Толстой написал ее на склоне лет и подверг Шекспира жесточайшей критике. Он хотел показать, что Шекспир — отнюдь не великий писатель, каким его считают, а, напротив, совсем никудышный сочинитель, один из самых недостойных и отвратительных сочинителей в мире. Статья вызвала взрыв негодования, однако, насколько мне известно, никто не сумел сколько-нибудь убедительно ответить Толстому. Больше того, я попытаюсь доказать, что на статью в целом вообще невозможно ответить. Кое-какие утверждения Толстого, строго говоря, верны, другие являются преимущественно делом вкуса, а о вкусах не спорят. Я вовсе не хочу сказать, что в статье нет ни единого пункта, по которому можно было бы выставить возражения. Местами Толстой просто противоречит сам себе; многое в текстах он понял неправильно, поскольку не проник в чужой язык; кроме того, мне кажется, есть основания говорить, что сильная неприязнь Толстого к Шекспиру, ревностное желание развенчать писателя толкнули его на некоторые передержки или, во всяком случае, побудили его намеренно закрывать глаза на очевидные вещи. Однако все это не имеет прямого отношения к существу дела. То, что написал Толстой, в основе своей и по-своему правомерно, и его высказывания внесли полезную поправку в слепое преклонение перед Шекспиром, которое было модно в то время. Какие бы доводы ни приводить, лучший ответ Толстому не в них, а в том, что вынужден сказать он сам.

Толстой утверждает, что Шекспир — ничтожный и пошлый писатель, что у него нет ни собственной философии, ни стоящих мыслей, нет интереса к общественным и религиозным проблемам, нет изображения характеров и естественности положений, что миросозерцание у него самое суетное, безнравственное, циничное — если вообще правомерно предполагать у него определенное и серьезное отношение к жизни. Он обвиняет Шекспира в том, что тот составлял свои драмы кое-как, нисколько не заботясь о правдоподобии, вводил в них немыслимые фантазии и невероятные события, заставлял своих героев говорить вычурным, ненатуральным языком, каким никогда не говорили живые люди. Он обвиняет Шекспира в том, что его пьесы — заимствованные, внешним образом, мозаично склеенные из монологов, баллад, дебатов, низменных шуток и прочего, и что автор не дал себе труда задуматься, насколько они уместны по ходу действия. Он обвиняет его в том, что он принимал как должное господство сильных и социальную несправедливость, которые царили в его время. Словом, Толстой считает Шекспира неряшливым писателем и сомнительным в нравственном отношении человеком и, главное, обвиняет его в том, что он не мыслитель.

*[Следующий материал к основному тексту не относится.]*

use crate::attributes::*;
use crate::message::*;
use shared::error::*;

/// Most DTLS-in-STUN acks carried by a single message.
pub const MAX_DTLS_IN_STUN_ACKS: usize = 4;

/// DtlsInStun carries one DTLS datagram (one or more records) inside a
/// connectivity check.
#[derive(Default, Debug, Clone, PartialEq, Eq)]
pub struct DtlsInStun(pub Vec<u8>);

impl Setter for DtlsInStun {
    fn add_to(&self, m: &mut Message) -> Result<()> {
        m.add(ATTR_DTLS_IN_STUN, &self.0);
        Ok(())
    }
}

impl Getter for DtlsInStun {
    fn get_from(&mut self, m: &Message) -> Result<()> {
        self.0 = m.get(ATTR_DTLS_IN_STUN)?;
        Ok(())
    }
}

/// DtlsInStunAck lists CRC-32 values of DTLS datagrams received through
/// piggybacking. An empty list is valid and signals support.
#[derive(Default, Debug, Clone, PartialEq, Eq)]
pub struct DtlsInStunAck(pub Vec<u32>);

impl Setter for DtlsInStunAck {
    fn add_to(&self, m: &mut Message) -> Result<()> {
        check_overflow(ATTR_DTLS_IN_STUN_ACK, self.0.len(), MAX_DTLS_IN_STUN_ACKS)
            .map_err(|_| Error::ErrTooManyPiggybackAcks)?;
        let mut v = Vec::with_capacity(self.0.len() * 4);
        for ack in &self.0 {
            v.extend_from_slice(&ack.to_be_bytes());
        }
        m.add(ATTR_DTLS_IN_STUN_ACK, &v);
        Ok(())
    }
}

impl Getter for DtlsInStunAck {
    fn get_from(&mut self, m: &Message) -> Result<()> {
        let v = m.get(ATTR_DTLS_IN_STUN_ACK)?;
        if v.len() % 4 != 0 {
            return Err(Error::ErrAttributeSizeInvalid);
        }
        if v.len() / 4 > MAX_DTLS_IN_STUN_ACKS {
            return Err(Error::ErrTooManyPiggybackAcks);
        }
        self.0 = v
            .chunks_exact(4)
            .map(|c| u32::from_be_bytes([c[0], c[1], c[2], c[3]]))
            .collect();
        Ok(())
    }
}
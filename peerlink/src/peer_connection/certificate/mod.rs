//! X.509 certificates used to authenticate the DTLS handshake.
//!
//! Each peer presents a self-signed certificate and asserts its SHA-256
//! digest in the session description (`a=fingerprint`). The remote side
//! accepts the handshake only when the certificate it receives hashes to the
//! asserted value.
//!
//! ```
//! use peerlink::peer_connection::certificate::RTCCertificate;
//!
//! # fn example() -> Result<(), Box<dyn std::error::Error>> {
//! let key_pair = rcgen::KeyPair::generate_for(&rcgen::PKCS_ECDSA_P256_SHA256)?;
//! let certificate = RTCCertificate::from_key_pair(key_pair)?;
//! for fp in certificate.get_fingerprints() {
//!     println!("a=fingerprint:{} {}", fp.algorithm, fp.value);
//! }
//! # Ok(())
//! # }
//! ```

use std::time::SystemTime;

use dtls::crypto::CryptoPrivateKey;
use rcgen::{CertificateParams, KeyPair};
use sha2::{Digest, Sha256};

use crate::peer_connection::transport::dtls::fingerprint::{
    FINGERPRINT_ALGORITHM_SHA256, RTCDtlsFingerprint,
};
use shared::error::{Error, Result};
use shared::util::math_rand_alpha;

/// A DTLS certificate together with its expiry.
///
/// Only ECDSA P-256 keys are accepted, which is the one signature scheme the
/// DTLS layer negotiates.
#[derive(Clone, Debug)]
pub struct RTCCertificate {
    pub(crate) dtls_certificate: dtls::crypto::Certificate,

    pub(crate) expires: SystemTime,
}

impl PartialEq for RTCCertificate {
    fn eq(&self, other: &Self) -> bool {
        self.dtls_certificate == other.dtls_certificate
    }
}

impl RTCCertificate {
    fn from_params(params: CertificateParams, key_pair: KeyPair) -> Result<Self> {
        let not_after = params.not_after;

        let x509_cert = params.self_signed(&key_pair)?;
        let private_key = CryptoPrivateKey::from_key_pair(&key_pair)?;

        Ok(Self {
            dtls_certificate: dtls::crypto::Certificate {
                certificate: vec![x509_cert.der().to_vec()],
                private_key,
            },
            expires: not_after.into(),
        })
    }

    /// Self-signs a certificate for `key_pair` with a random common name.
    pub fn from_key_pair(key_pair: KeyPair) -> Result<Self> {
        if key_pair.algorithm() != &rcgen::PKCS_ECDSA_P256_SHA256 {
            return Err(Error::Other("unsupported key_pair, expected ECDSA P-256".to_owned()));
        }

        RTCCertificate::from_params(CertificateParams::new(vec![math_rand_alpha(16)])?, key_pair)
    }

    /// Generates a fresh ECDSA P-256 certificate.
    pub fn generate() -> Result<Self> {
        let key_pair = KeyPair::generate_for(&rcgen::PKCS_ECDSA_P256_SHA256)?;
        RTCCertificate::from_key_pair(key_pair)
    }

    pub fn from_existing(dtls_certificate: dtls::crypto::Certificate, expires: SystemTime) -> Self {
        Self {
            dtls_certificate,
            expires,
        }
    }

    /// Time after which the certificate is no longer usable.
    pub fn expires(&self) -> SystemTime {
        self.expires
    }

    /// SHA-256 fingerprints of the certificate chain, formatted for
    /// `a=fingerprint`.
    pub fn get_fingerprints(&self) -> Vec<RTCDtlsFingerprint> {
        self.dtls_certificate
            .certificate
            .iter()
            .map(|c| RTCDtlsFingerprint {
                algorithm: FINGERPRINT_ALGORITHM_SHA256.to_owned(),
                value: fingerprint_sha256(c),
            })
            .collect()
    }
}

/// Lowercase colon separated hex of the SHA-256 digest of `der`.
pub(crate) fn fingerprint_sha256(der: &[u8]) -> String {
    let mut h = Sha256::new();
    h.update(der);
    let hashed = h.finalize();
    hex::encode(hashed)
        .as_bytes()
        .chunks(2)
        .map(|pair| String::from_utf8_lossy(pair).into_owned())
        .collect::<Vec<String>>()
        .join(":")
}

#[cfg(test)]
mod test {
    use std::time::Duration;

    use super::*;

    #[test]
    fn test_generate_certificate_ecdsa() -> Result<()> {
        let kp = KeyPair::generate_for(&rcgen::PKCS_ECDSA_P256_SHA256)?;
        let cert = RTCCertificate::from_key_pair(kp)?;

        assert_eq!(cert.dtls_certificate.certificate.len(), 1);
        assert!(cert.expires() > SystemTime::now());

        Ok(())
    }

    #[test]
    fn test_certificate_rejects_other_keys() -> Result<()> {
        let kp = KeyPair::generate_for(&rcgen::PKCS_ED25519)?;
        assert!(RTCCertificate::from_key_pair(kp).is_err());
        Ok(())
    }

    #[test]
    fn test_certificate_equal() -> Result<()> {
        let cert1 = RTCCertificate::generate()?;
        let cert2 = RTCCertificate::generate()?;

        assert_eq!(cert1, cert1.clone());
        assert_ne!(cert1, cert2);

        Ok(())
    }

    #[test]
    fn test_certificate_fingerprints() -> Result<()> {
        let cert = RTCCertificate::generate()?;
        let fingerprints = cert.get_fingerprints();

        assert_eq!(fingerprints.len(), 1);
        assert_eq!(fingerprints[0].algorithm, "sha-256");
        let value = &fingerprints[0].value;
        assert_eq!(value.len(), 32 * 3 - 1);
        assert!(
            value
                .split(':')
                .all(|b| b.len() == 2 && b.chars().all(|c| c.is_ascii_hexdigit() && !c.is_ascii_uppercase()))
        );

        Ok(())
    }

    #[test]
    fn test_certificate_from_existing() -> Result<()> {
        let cert = RTCCertificate::generate()?;
        let expires = SystemTime::now() + Duration::from_secs(3600);
        let existing = RTCCertificate::from_existing(cert.dtls_certificate.clone(), expires);

        assert_eq!(existing, cert);
        assert_eq!(existing.expires(), expires);
        assert_eq!(existing.get_fingerprints(), cert.get_fingerprints());

        Ok(())
    }
}
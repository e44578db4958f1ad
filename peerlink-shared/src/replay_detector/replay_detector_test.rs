use super::*;

const LARGE_SEQ: u64 = 0x100000000000;

fn run(window_size: usize, max_seq: u64, input: &[u64], valid: &[bool]) -> Vec<u64> {
    let mut det = SlidingWindowDetector::new(window_size, max_seq);
    let mut accepted = vec![];
    for (i, seq) in input.iter().enumerate() {
        if det.check(*seq) && valid[i] {
            det.accept();
            accepted.push(*seq);
        }
    }
    accepted
}

#[test]
fn test_replay_detector_continuous() {
    let input: Vec<u64> = (0..20).collect();
    let valid = vec![true; input.len()];
    assert_eq!(run(5, 0x0000ffffffffffff, &input, &valid), input);
}

#[test]
fn test_replay_detector_duplicates_and_late() {
    let input = [0, 1, 2, 3, 1, 4, 10, 11, 4, 5, 9, 12];
    let valid = vec![true; input.len()];
    assert_eq!(
        run(5, 0x0000ffffffffffff, &input, &valid),
        vec![0, 1, 2, 3, 4, 10, 11, 9, 12],
        "duplicates and packets older than the window are dropped"
    );
}

#[test]
fn test_replay_detector_unaccepted_can_repeat() {
    let input = [0, 1, 2, 2, 3];
    let valid = [true, true, false, true, true];
    assert_eq!(
        run(5, 0x0000ffffffffffff, &input, &valid),
        vec![0, 1, 2, 3]
    );
}

#[test]
fn test_replay_detector_large_seq_and_limit() {
    let input = [LARGE_SEQ, LARGE_SEQ + 1, LARGE_SEQ - 1, 0x1000000000000];
    let valid = vec![true; input.len()];
    assert_eq!(
        run(64, 0x0000ffffffffffff, &input, &valid),
        vec![LARGE_SEQ, LARGE_SEQ + 1, LARGE_SEQ - 1]
    );
}

#[test]
fn test_fixed_big_int_shift() {
    let mut bi = FixedBigInt::new(68);
    bi.set_bit(0);
    bi.lsh(64);
    assert_eq!(bi.bit(64), 1);
    assert_eq!(bi.bit(0), 0);
    bi.lsh(4);
    assert_eq!(bi.bit(68), 0, "bits past the length are dropped");
    assert_eq!(bi.to_string(), "00000000000000000000000000000000");
}
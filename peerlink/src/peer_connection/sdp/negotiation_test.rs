use std::io::Cursor;

use sdp::description::session::{ATTR_KEY_CONNECTION_SETUP, ICE_OPTION_DTLS_IN_STUN};
use sdp::direction::Direction;
use sdp::extmap::SDES_MID_URI;
use sdp::util::{Codec, ConnectionRole};
use sdp::SessionDescription;
use shared::error::{Error, Result};

use super::negotiation::*;
use crate::peer_connection::configuration::media_engine::{MediaEngine, MediaKind};
use crate::peer_connection::transport::dtls::fingerprint::RTCDtlsFingerprint;
use crate::peer_connection::transport::dtls::role::RTCDtlsRole;

fn transport(role: RTCDtlsRole, piggyback: bool) -> LocalTransportParameters {
    LocalTransportParameters {
        ice_ufrag: "ufrag".to_owned(),
        ice_pwd: "passwordpasswordpassword".to_owned(),
        fingerprints: vec![RTCDtlsFingerprint {
            algorithm: "sha-256".to_owned(),
            value: "AA:BB".to_owned(),
        }],
        dtls_role: role,
        candidates: vec!["1 1 udp 2130706431 10.0.0.1 5000 typ host".to_owned()],
        dtls_piggyback: piggyback,
    }
}

fn default_engine() -> MediaEngine {
    let mut m = MediaEngine::default();
    m.register_defaults();
    m
}

fn section(mid: &str, kind: MediaKind) -> LocalMediaSection {
    LocalMediaSection {
        mid: mid.to_owned(),
        kind,
        direction: Direction::Sendrecv,
        source: None,
    }
}

fn reparse(desc: &SessionDescription) -> Result<SessionDescription> {
    SessionDescription::unmarshal(&mut Cursor::new(desc.marshal().as_bytes()))
}

fn parse(s: &str) -> Result<SessionDescription> {
    SessionDescription::unmarshal(&mut Cursor::new(s.as_bytes()))
}

#[test]
fn test_produce_offer() -> Result<()> {
    let engine = default_engine();
    let mut audio = section("0", MediaKind::Audio);
    audio.source = Some(MediaSource {
        ssrc: 1234,
        cname: "cname".to_owned(),
        stream_id: "stream".to_owned(),
        track_id: "track".to_owned(),
    });
    let sections = vec![
        audio,
        section("1", MediaKind::Video),
        section("2", MediaKind::Application),
    ];

    let offer = reparse(&produce_offer(
        &sections,
        &engine,
        &transport(RTCDtlsRole::Auto, true),
    )?)?;

    assert_eq!(offer.bundle_group(), Some(vec!["0", "1", "2"]));
    assert!(offer.has_ice_option(ICE_OPTION_DTLS_IN_STUN));
    assert_eq!(offer.media_descriptions.len(), 3);
    for m in &offer.media_descriptions {
        assert_eq!(m.connection_role(), ConnectionRole::Actpass);
        assert_eq!(m.fingerprints(), vec!["sha-256 AA:BB"]);
    }

    let audio = &offer.media_descriptions[0];
    assert_eq!(audio.candidates().len(), 1);
    assert_eq!(audio.primary_ssrcs()?, vec![1234]);
    assert_eq!(audio.direction(), Direction::Sendrecv);
    assert_eq!(audio.codecs()?.len(), engine.audio_codecs().len());
    assert!(audio.is_rtcp_mux());

    let video = &offer.media_descriptions[1];
    assert!(video.candidates().is_empty());
    assert!(video.primary_ssrcs()?.is_empty());

    // one uri keeps one id in every section
    let uris = engine.header_extension_uris();
    for m in &offer.media_descriptions[..2] {
        for e in m.extmaps()? {
            let position = uris.iter().position(|u| *u == e.uri_str());
            assert_eq!(position.map(|p| p as isize + 1), Some(e.value));
        }
    }

    let application = &offer.media_descriptions[2];
    assert_eq!(application.media_name.formats, vec!["webrtc-datachannel"]);
    assert_eq!(application.media_name.protos, vec!["UDP", "DTLS", "SCTP"]);
    assert_eq!(application.attribute("sctp-port"), Some(Some("5000")));

    assert!(matches!(
        produce_offer(&[], &engine, &transport(RTCDtlsRole::Auto, false)),
        Err(Error::ErrInvalidParameter(_))
    ));
    assert!(matches!(
        produce_offer(
            &[section("0", MediaKind::Video)],
            &MediaEngine::default(),
            &transport(RTCDtlsRole::Auto, false)
        ),
        Err(Error::ErrInvalidParameter(_))
    ));

    Ok(())
}

#[test]
fn test_produce_answer_to_own_offer() -> Result<()> {
    let engine = default_engine();
    let mut video = section("1", MediaKind::Video);
    video.direction = Direction::Sendonly;
    let offer = reparse(&produce_offer(
        &[section("0", MediaKind::Audio), video],
        &engine,
        &transport(RTCDtlsRole::Auto, false),
    )?)?;

    // an answerer without an explicit role falls back to active
    let answer = reparse(&produce_answer(
        &offer,
        &engine,
        &transport(RTCDtlsRole::Auto, false),
    )?)?;

    assert_eq!(answer.bundle_group(), Some(vec!["0", "1"]));
    assert!(!answer.has_ice_option(ICE_OPTION_DTLS_IN_STUN));
    assert_eq!(
        answer.media_descriptions[0].attribute(ATTR_KEY_CONNECTION_SETUP),
        Some(Some("active"))
    );
    assert_eq!(answer.media_descriptions[1].direction(), Direction::Recvonly);

    for (o, a) in offer
        .media_descriptions
        .iter()
        .zip(answer.media_descriptions.iter())
    {
        assert_eq!(a.mid(), o.mid());
        assert_eq!(a.media_name.formats, o.media_name.formats);
        assert_eq!(a.extmaps()?, o.extmaps()?);
    }

    let answer = produce_answer(&offer, &engine, &transport(RTCDtlsRole::Server, false))?;
    assert_eq!(
        answer.media_descriptions[0].connection_role(),
        ConnectionRole::Passive
    );
    Ok(())
}

const OFFER_HEADER: &str = "v=0\r\no=- 1 2 IN IP4 127.0.0.1\r\ns=-\r\nt=0 0\r\n\
                            a=group:BUNDLE a v d x\r\n";

#[test]
fn test_produce_answer_rejects_sections() -> Result<()> {
    let offer = parse(&format!(
        "{OFFER_HEADER}\
         m=audio 0 UDP/TLS/RTP/SAVPF 111\r\na=mid:a\r\na=rtpmap:111 opus/48000/2\r\n\
         m=video 9 UDP/TLS/RTP/SAVPF 100\r\na=mid:v\r\na=rtpmap:100 unknown/90000\r\n\
         m=application 9 UDP/DTLS/SCTP webrtc-datachannel\r\na=mid:d\r\n\
         m=text 9 RTP/AVP 98\r\na=mid:x\r\n"
    ))?;

    let engine = default_engine();
    let answer = reparse(&produce_answer(
        &offer,
        &engine,
        &transport(RTCDtlsRole::Client, false),
    )?)?;
    assert_eq!(answer.media_descriptions.len(), 4);

    let rejected: Vec<(Option<&str>, bool)> = answer
        .media_descriptions
        .iter()
        .map(|m| (m.mid(), m.is_rejected()))
        .collect();
    assert_eq!(
        rejected,
        vec![
            (Some("a"), true),
            (Some("v"), true),
            (Some("d"), false),
            (Some("x"), true),
        ]
    );
    assert_eq!(answer.bundle_group(), Some(vec!["d"]));
    assert_eq!(answer.media_descriptions[1].media_name.formats, vec!["100"]);
    assert!(answer.media_descriptions[1].fingerprints().is_empty());
    // the first accepted section carries the candidates
    assert_eq!(answer.media_descriptions[2].candidates().len(), 1);

    let mut no_data_channels = default_engine();
    no_data_channels.set_data_channels(false);
    let answer = produce_answer(
        &offer,
        &no_data_channels,
        &transport(RTCDtlsRole::Client, false),
    )?;
    assert!(answer.media_descriptions.iter().all(|m| m.is_rejected()));
    assert_eq!(answer.bundle_group(), None);
    Ok(())
}

#[test]
fn test_produce_answer_codec_intersection() -> Result<()> {
    let offer = parse(
        "v=0\r\no=- 1 2 IN IP4 127.0.0.1\r\ns=-\r\nt=0 0\r\n\
         m=video 9 UDP/TLS/RTP/SAVPF 120 121 122 123\r\na=mid:0\r\n\
         a=rtpmap:120 VP8/90000\r\na=rtcp-fb:120 nack\r\na=rtcp-fb:120 goog-lntf\r\n\
         a=rtpmap:121 rtx/90000\r\na=fmtp:121 apt=120\r\n\
         a=rtpmap:122 AV1/90000\r\n\
         a=rtpmap:123 rtx/90000\r\na=fmtp:123 apt=122\r\n\
         a=extmap:7 urn:ietf:params:rtp-hdrext:sdes:mid\r\n\
         a=extmap:8 urn:example:unsupported\r\n\
         a=recvonly\r\n",
    )?;

    let answer = produce_answer(
        &offer,
        &default_engine(),
        &transport(RTCDtlsRole::Client, false),
    )?;
    let m = &answer.media_descriptions[0];
    assert!(!m.is_rejected());
    // offered payload types are kept, rtx only with its primary
    assert_eq!(m.media_name.formats, vec!["120", "121"]);

    let codecs = m.codecs()?;
    let vp8: Vec<&Codec> = codecs.iter().filter(|c| c.payload_type == 120).collect();
    assert_eq!(vp8[0].rtcp_feedback, vec!["nack"]);

    let extmaps = m.extmaps()?;
    assert_eq!(extmaps.len(), 1);
    assert_eq!(extmaps[0].value, 7);
    assert_eq!(extmaps[0].uri_str(), SDES_MID_URI);

    assert_eq!(m.direction(), Direction::Sendonly);
    Ok(())
}

#[test]
fn test_produce_answer_plain_opus() -> Result<()> {
    let offer = parse(
        "v=0\r\no=- 1 2 IN IP4 127.0.0.1\r\ns=-\r\nt=0 0\r\n\
         m=audio 9 UDP/TLS/RTP/SAVPF 109\r\na=mid:0\r\n\
         a=rtpmap:109 opus/48000/2\r\na=fmtp:109 maxplaybackrate=16000\r\n\
         a=sendrecv\r\n",
    )?;

    let answer = produce_answer(
        &offer,
        &default_engine(),
        &transport(RTCDtlsRole::Client, false),
    )?;
    let m = &answer.media_descriptions[0];
    assert!(!m.is_rejected());
    assert_eq!(m.media_name.formats, vec!["109"]);
    Ok(())
}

Многие из этих обвинений вполне опровержимы. Неверно утверждение, будто Шекспир безнравственный писатель — в том понимании, которым пользуется Толстой. Совершенно очевидно, у Шекспира есть свой моральный кодекс, это видно во всех его сочинениях — другое дело, что он отличается от толстовского. Шекспир больший моралист, чем, например, Чосер или Боккаччо. И он вовсе не глупец, каким его пытается выставить Толстой. Время от времени, можно сказать, как бы между прочим у него встречаешь такие прозрения, которые выходят далеко за пределы его времени. В этой связи хочется привлечь внимание к разбору «Тимона Афинского» Карлом Марксом — тот в отличие от Толстого восхищался Шекспиром. Однако повторю сказанное: в целом Толстой прав. Шекспир — отнюдь не мыслитель, и историки литературы, уверяющие, что Шекспир был одним из величайших философов в мире, порют вздор. Его идеи представляют собой мешанину из всякой всячины. Как и у большинства англичан, у него есть свой свод правил поведения, но никакой стройной философии и вообще способности к философствованию. Верно и то, что он не заботится о правдоподобии и логике характеров. Известно, что он безбожно заимствовал сюжеты у других писателей и переиначивал на свой лад, нередко привнося в них бессмыслицу и нелепости, которых не было в оригинале. Когда Шекспиру попадался верный, не запутанный сюжет, как, например, в «Макбете», характеры его достаточно логичны, но в большинстве случаев их поступки по обычным меркам совершенно невероятны. Во многих его пьесах нет даже той доли правдоподобия, которая должна присутствовать в сказках. Да он и сам не принимал свою драматургию всерьез, во всяком случае, мы не располагаем такими свидетельствами, и видел в ней только средство к существованию. В сонетах он нигде не говорит о пьесах, как будто и не писал их, и лишь однажды довольно стыдливо упоминает, что был актером. В этом отношении позиция Толстого оправданна. Заявления, будто Шекспир был глубоким мыслителем, развивающим оригинальную и стройную философию в безукоризненных с технической стороны и полных тонких психологических наблюдений пьесах, просто смехотворны.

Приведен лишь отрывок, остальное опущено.